▶ **WHAT IS BEING ASKED**:
Gather each line containing the string "style" from these entries.

▶ **SUPPLIED MATERIAL**:
//! CLI command implementations

pub mod forms;

pub mod demo;
pub mod report;
pub mod run;
pub mod scales;
pub mod workshops;

pub mod workshop1;
pub mod workshop2;
pub mod workshop3;
pub mod workshop4;
pub mod workshop5;
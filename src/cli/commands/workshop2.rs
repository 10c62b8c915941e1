//! Workshop 2 - risk sources
//!
//! Four steps: identify sources, characterize them, define targeted
//! objectives, rate the source-objective pairs.

use console::style;
use miette::Result;

use crate::cli::commands::forms::{self, ListAction};
use crate::cli::commands::scales::LIKELIHOOD_LABELS;
use crate::core::entity::Importance;
use crate::core::identity::EntityId;
use crate::core::session::Session;
use crate::core::workshop::workshop;
use crate::entities::{RiskSource, SourceCategory, SourceObjectivePair, TargetedObjective};

pub const WORKSHOP_ID: u8 = 2;

#[derive(Debug, Clone, Copy, PartialEq, Eq)]
enum Step {
    Sources,
    Characterization,
    Objectives,
    Pairs,
}

const STEPS: [Step; 4] = [
    Step::Sources,
    Step::Characterization,
    Step::Objectives,
    Step::Pairs,
];

pub fn run(session: &mut Session) -> Result<()> {
    let def = workshop(WORKSHOP_ID).expect("workshop 2 is in the catalog");
    for (index, step) in STEPS.iter().enumerate() {
        if session.progress.is_step_complete(WORKSHOP_ID, index) {
            continue;
        }
        println!();
        println!(
            "{} {}",
            style(format!("[{}/{}]", index + 1, def.steps.len())).cyan(),
            style(def.steps[index]).bold()
        );
        match step {
            Step::Sources => run_sources(session)?,
            Step::Characterization => run_characterization(session)?,
            Step::Objectives => run_objectives(session)?,
            Step::Pairs => run_pairs(session)?,
        }
        session.progress.mark_step_complete(WORKSHOP_ID, index);
    }
    Ok(())
}

fn run_sources(session: &mut Session) -> Result<()> {
    loop {
        for source in session.risk_sources.items() {
            println!("  - {} ({})", source.name, source.category);
        }
        match forms::list_action("source de risque", session.risk_sources.len())? {
            ListAction::Add => {
                let name = forms::input_text("Nom de la source")?;
                let description = forms::input_text("Description")?;
                let categories = SourceCategory::all();
                let labels: Vec<String> = categories.iter().map(|c| c.to_string()).collect();
                let idx = forms::select_index("Catégorie", &labels)?;
                let source = RiskSource::new(name, description, categories[idx]);
                if let Err(errors) = session.risk_sources.add(source) {
                    forms::print_validation_errors(&errors);
                }
            }
            ListAction::Edit => {
                let labels: Vec<String> = session
                    .risk_sources
                    .items()
                    .iter()
                    .map(|s| s.name.clone())
                    .collect();
                let idx = forms::select_index("Source à modifier", &labels)?;
                let id = session.risk_sources.items()[idx].id.clone();
                if let Some(mut draft) = session.risk_sources.start_edit(&id) {
                    draft.name = forms::input_text_default("Nom", &draft.name)?;
                    draft.description =
                        forms::input_text_default("Description", &draft.description)?;
                    if let Err(errors) = session.risk_sources.save_draft(draft) {
                        forms::print_validation_errors(&errors);
                        session.risk_sources.cancel_edit();
                    }
                }
            }
            ListAction::Remove => {
                let labels: Vec<String> = session
                    .risk_sources
                    .items()
                    .iter()
                    .map(|s| s.name.clone())
                    .collect();
                let idx = forms::select_index("Source à supprimer", &labels)?;
                let id = session.risk_sources.items()[idx].id.clone();
                session.risk_sources.remove(&id);
            }
            ListAction::Done => match session.risk_sources.submit("source de risque") {
                Ok(()) => return Ok(()),
                Err(errors) => forms::print_validation_errors(&errors),
            },
        }
    }
}

/// Walk every source through motivation, capabilities and opportunities.
/// Uses the edit slot so a validation failure never loses the record.
fn run_characterization(session: &mut Session) -> Result<()> {
    const CAPABILITY_LABELS: [&str; 5] = [
        "Très limitées",
        "Limitées",
        "Moyennes",
        "Importantes",
        "Très importantes",
    ];

    let ids: Vec<EntityId> = session
        .risk_sources
        .items()
        .iter()
        .map(|s| s.id.clone())
        .collect();

    for id in ids {
        let Some(mut draft) = session.risk_sources.start_edit(&id) else {
            continue;
        };
        println!("{}", style(&draft.name).bold());
        draft.motivation = forms::input_text_default("Motivation", &draft.motivation)?;
        draft.capabilities.technical =
            forms::select_rating("Capacités techniques", &CAPABILITY_LABELS)?;
        draft.capabilities.financial =
            forms::select_rating("Capacités financières", &CAPABILITY_LABELS)?;
        draft.capabilities.human =
            forms::select_rating("Capacités humaines", &CAPABILITY_LABELS)?;
        draft.opportunities = forms::input_lines("Opportunité exploitable")?;

        while let Err(errors) = session.risk_sources.save_draft(draft.clone()) {
            forms::print_validation_errors(&errors);
            draft.motivation = forms::input_text("Motivation")?;
        }
    }
    Ok(())
}

fn run_objectives(session: &mut Session) -> Result<()> {
    loop {
        for objective in session.objectives.items() {
            println!("  - {} (impact {})", objective.name, objective.impact);
        }
        match forms::list_action("objectif visé", session.objectives.len())? {
            ListAction::Add => {
                let name = forms::input_text("Objectif visé")?;
                let description = forms::input_text("Description")?;
                let all = Importance::all();
                let labels: Vec<String> = all.iter().map(|i| i.to_string()).collect();
                let idx = forms::select_index("Impact métier si atteint", &labels)?;
                let mut objective = TargetedObjective::new(name, description, all[idx]);
                objective.motivation = forms::input_text_optional("Motivation associée")?;
                if let Err(errors) = session.objectives.add(objective) {
                    forms::print_validation_errors(&errors);
                }
            }
            ListAction::Edit => {
                let labels: Vec<String> = session
                    .objectives
                    .items()
                    .iter()
                    .map(|o| o.name.clone())
                    .collect();
                let idx = forms::select_index("Objectif à modifier", &labels)?;
                let id = session.objectives.items()[idx].id.clone();
                if let Some(mut draft) = session.objectives.start_edit(&id) {
                    draft.name = forms::input_text_default("Objectif", &draft.name)?;
                    draft.description =
                        forms::input_text_default("Description", &draft.description)?;
                    if let Err(errors) = session.objectives.save_draft(draft) {
                        forms::print_validation_errors(&errors);
                        session.objectives.cancel_edit();
                    }
                }
            }
            ListAction::Remove => {
                let labels: Vec<String> = session
                    .objectives
                    .items()
                    .iter()
                    .map(|o| o.name.clone())
                    .collect();
                let idx = forms::select_index("Objectif à supprimer", &labels)?;
                let id = session.objectives.items()[idx].id.clone();
                session.objectives.remove(&id);
            }
            ListAction::Done => match session.objectives.submit("objectif visé") {
                Ok(()) => return Ok(()),
                Err(errors) => forms::print_validation_errors(&errors),
            },
        }
    }
}

fn run_pairs(session: &mut Session) -> Result<()> {
    loop {
        for pair in session.pairs.items() {
            println!(
                "  - {} -> {} (vraisemblance {})",
                session.source_name(&pair.source),
                session.objective_name(&pair.objective),
                pair.likelihood
            );
        }
        match forms::list_action("couple source-objectif", session.pairs.len())? {
            ListAction::Add => {
                let source_options: Vec<(EntityId, String)> = session
                    .risk_sources
                    .items()
                    .iter()
                    .map(|s| (s.id.clone(), s.name.clone()))
                    .collect();
                let objective_options: Vec<(EntityId, String)> = session
                    .objectives
                    .items()
                    .iter()
                    .map(|o| (o.id.clone(), o.name.clone()))
                    .collect();
                let source = forms::pick_one("Source de risque", &source_options)?;
                let objective = forms::pick_one("Objectif visé", &objective_options)?;
                let likelihood = forms::select_rating("Vraisemblance", &LIKELIHOOD_LABELS)?;
                let justification = forms::input_text("Justification")?;
                let pair = SourceObjectivePair::new(source, objective, likelihood, justification);
                if let Err(errors) = session.pairs.add(pair) {
                    forms::print_validation_errors(&errors);
                }
            }
            ListAction::Edit => {
                let labels: Vec<String> = session
                    .pairs
                    .items()
                    .iter()
                    .map(|p| {
                        format!(
                            "{} -> {}",
                            session.source_name(&p.source),
                            session.objective_name(&p.objective)
                        )
                    })
                    .collect();
                let idx = forms::select_index("Couple à modifier", &labels)?;
                let id = session.pairs.items()[idx].id.clone();
                if let Some(mut draft) = session.pairs.start_edit(&id) {
                    draft.likelihood = forms::select_rating("Vraisemblance", &LIKELIHOOD_LABELS)?;
                    draft.justification =
                        forms::input_text_default("Justification", &draft.justification)?;
                    if let Err(errors) = session.pairs.save_draft(draft) {
                        forms::print_validation_errors(&errors);
                        session.pairs.cancel_edit();
                    }
                }
            }
            ListAction::Remove => {
                let labels: Vec<String> = session
                    .pairs
                    .items()
                    .iter()
                    .map(|p| {
                        format!(
                            "{} -> {}",
                            session.source_name(&p.source),
                            session.objective_name(&p.objective)
                        )
                    })
                    .collect();
                let idx = forms::select_index("Couple à supprimer", &labels)?;
                let id = session.pairs.items()[idx].id.clone();
                session.pairs.remove(&id);
            }
            ListAction::Done => match session.pairs.submit("couple source-objectif") {
                Ok(()) => return Ok(()),
                Err(errors) => forms::print_validation_errors(&errors),
            },
        }
    }
}
//! CLI module - argument parsing and command dispatch

pub mod args;
pub mod commands;
pub mod helpers;
pub mod table;

pub use args::{Cli, Commands, GlobalOpts, OutputFormat};
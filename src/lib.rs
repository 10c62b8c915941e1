//! Atelier RM
//!
//! A terminal toolkit for running guided EBIOS RM risk-assessment
//! workshops: five sequential ateliers, an in-memory session, and a
//! summary report at the end.

pub mod cli;
pub mod core;
pub mod entities;
pub mod report;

▶ **EXERCISE OUTPUT**:
use console::style;
            style(format!("[{}/{}]", index + 1, def.steps.len())).cyan(),
            style(def.steps[index]).bold()
        println!("{}", style(&draft.name).bold());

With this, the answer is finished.